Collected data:
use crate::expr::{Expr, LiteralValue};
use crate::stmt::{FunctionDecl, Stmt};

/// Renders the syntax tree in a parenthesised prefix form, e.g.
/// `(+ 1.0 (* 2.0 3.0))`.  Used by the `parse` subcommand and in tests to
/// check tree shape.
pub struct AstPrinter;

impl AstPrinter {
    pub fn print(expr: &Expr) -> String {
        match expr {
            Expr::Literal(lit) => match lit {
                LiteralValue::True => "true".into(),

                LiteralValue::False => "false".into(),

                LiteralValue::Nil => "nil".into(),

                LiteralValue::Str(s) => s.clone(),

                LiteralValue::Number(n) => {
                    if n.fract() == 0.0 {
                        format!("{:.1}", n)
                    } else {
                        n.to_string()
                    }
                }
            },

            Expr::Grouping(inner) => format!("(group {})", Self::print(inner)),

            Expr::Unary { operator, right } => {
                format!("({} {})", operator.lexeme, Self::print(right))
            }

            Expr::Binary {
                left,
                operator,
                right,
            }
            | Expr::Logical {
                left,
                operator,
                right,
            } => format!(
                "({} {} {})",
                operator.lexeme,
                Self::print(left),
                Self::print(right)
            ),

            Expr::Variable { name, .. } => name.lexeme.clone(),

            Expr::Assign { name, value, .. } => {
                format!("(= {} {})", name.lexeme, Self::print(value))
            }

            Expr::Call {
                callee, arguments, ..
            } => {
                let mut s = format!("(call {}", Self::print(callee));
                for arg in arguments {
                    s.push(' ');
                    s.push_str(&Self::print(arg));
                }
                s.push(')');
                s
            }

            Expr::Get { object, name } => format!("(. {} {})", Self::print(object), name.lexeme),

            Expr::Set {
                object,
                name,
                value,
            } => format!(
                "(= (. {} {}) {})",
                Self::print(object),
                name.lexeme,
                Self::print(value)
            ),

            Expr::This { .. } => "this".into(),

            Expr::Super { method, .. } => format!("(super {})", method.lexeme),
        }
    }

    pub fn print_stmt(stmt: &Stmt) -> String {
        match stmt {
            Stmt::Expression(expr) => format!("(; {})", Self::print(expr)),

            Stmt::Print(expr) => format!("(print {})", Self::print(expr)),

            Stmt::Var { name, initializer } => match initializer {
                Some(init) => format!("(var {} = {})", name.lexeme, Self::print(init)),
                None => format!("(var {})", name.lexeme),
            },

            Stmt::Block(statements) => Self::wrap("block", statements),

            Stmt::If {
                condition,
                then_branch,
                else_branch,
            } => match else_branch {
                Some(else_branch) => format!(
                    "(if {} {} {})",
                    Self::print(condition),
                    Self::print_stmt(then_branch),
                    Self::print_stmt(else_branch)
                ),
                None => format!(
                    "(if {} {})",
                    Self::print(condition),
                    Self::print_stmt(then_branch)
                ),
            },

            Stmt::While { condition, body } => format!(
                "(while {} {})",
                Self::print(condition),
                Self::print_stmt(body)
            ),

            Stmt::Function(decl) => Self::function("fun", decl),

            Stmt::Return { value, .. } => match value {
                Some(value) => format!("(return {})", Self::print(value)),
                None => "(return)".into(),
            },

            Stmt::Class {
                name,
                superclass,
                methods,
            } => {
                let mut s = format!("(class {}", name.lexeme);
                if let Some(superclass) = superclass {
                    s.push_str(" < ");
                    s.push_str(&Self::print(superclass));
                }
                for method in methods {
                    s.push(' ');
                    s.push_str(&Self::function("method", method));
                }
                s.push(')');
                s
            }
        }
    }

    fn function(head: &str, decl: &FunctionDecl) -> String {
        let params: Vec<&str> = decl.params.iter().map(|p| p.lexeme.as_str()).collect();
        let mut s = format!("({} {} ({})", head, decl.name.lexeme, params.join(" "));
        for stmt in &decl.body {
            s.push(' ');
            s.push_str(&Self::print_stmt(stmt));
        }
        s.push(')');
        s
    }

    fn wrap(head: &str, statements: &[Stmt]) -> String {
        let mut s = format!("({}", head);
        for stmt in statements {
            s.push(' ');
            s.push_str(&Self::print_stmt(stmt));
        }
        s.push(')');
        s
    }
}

---

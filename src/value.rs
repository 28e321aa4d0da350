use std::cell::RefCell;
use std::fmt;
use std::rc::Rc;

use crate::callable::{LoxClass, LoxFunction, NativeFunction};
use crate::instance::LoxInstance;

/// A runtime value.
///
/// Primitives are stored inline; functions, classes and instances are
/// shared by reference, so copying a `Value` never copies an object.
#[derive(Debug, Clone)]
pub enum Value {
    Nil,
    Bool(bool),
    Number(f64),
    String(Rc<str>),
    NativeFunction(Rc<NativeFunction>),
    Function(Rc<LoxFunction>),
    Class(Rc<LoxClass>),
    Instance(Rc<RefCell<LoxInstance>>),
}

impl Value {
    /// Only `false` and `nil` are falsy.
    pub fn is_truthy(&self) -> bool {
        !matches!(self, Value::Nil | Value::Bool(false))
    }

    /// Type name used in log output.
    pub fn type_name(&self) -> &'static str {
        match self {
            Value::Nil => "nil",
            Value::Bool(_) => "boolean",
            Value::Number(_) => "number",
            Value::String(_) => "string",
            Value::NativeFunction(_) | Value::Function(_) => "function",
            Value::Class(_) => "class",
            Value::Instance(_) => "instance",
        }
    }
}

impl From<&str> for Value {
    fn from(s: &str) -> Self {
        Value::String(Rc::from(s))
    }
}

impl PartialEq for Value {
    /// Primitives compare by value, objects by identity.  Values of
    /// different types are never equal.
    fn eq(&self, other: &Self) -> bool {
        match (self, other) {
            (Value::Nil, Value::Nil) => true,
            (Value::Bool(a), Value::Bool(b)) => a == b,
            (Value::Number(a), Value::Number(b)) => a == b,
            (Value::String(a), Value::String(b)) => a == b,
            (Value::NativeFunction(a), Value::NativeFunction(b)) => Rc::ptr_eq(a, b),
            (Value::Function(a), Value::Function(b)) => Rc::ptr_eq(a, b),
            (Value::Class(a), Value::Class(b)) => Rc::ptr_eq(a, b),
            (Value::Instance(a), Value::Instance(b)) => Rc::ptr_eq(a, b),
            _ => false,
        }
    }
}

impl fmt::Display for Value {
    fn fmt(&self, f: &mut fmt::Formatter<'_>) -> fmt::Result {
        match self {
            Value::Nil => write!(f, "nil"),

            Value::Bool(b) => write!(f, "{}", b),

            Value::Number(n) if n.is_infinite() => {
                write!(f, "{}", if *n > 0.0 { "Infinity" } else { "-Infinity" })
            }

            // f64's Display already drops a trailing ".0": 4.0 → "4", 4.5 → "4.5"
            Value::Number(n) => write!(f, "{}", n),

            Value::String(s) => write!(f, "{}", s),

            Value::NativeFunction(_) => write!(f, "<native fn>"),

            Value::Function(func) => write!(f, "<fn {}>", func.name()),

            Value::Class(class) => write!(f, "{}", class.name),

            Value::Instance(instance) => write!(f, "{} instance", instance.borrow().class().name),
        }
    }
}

=== THE TASK ===
Determine how many lines of the entries hold "right", and reply with that number only.

=== OUTPUT FOR THIS TASK ===
5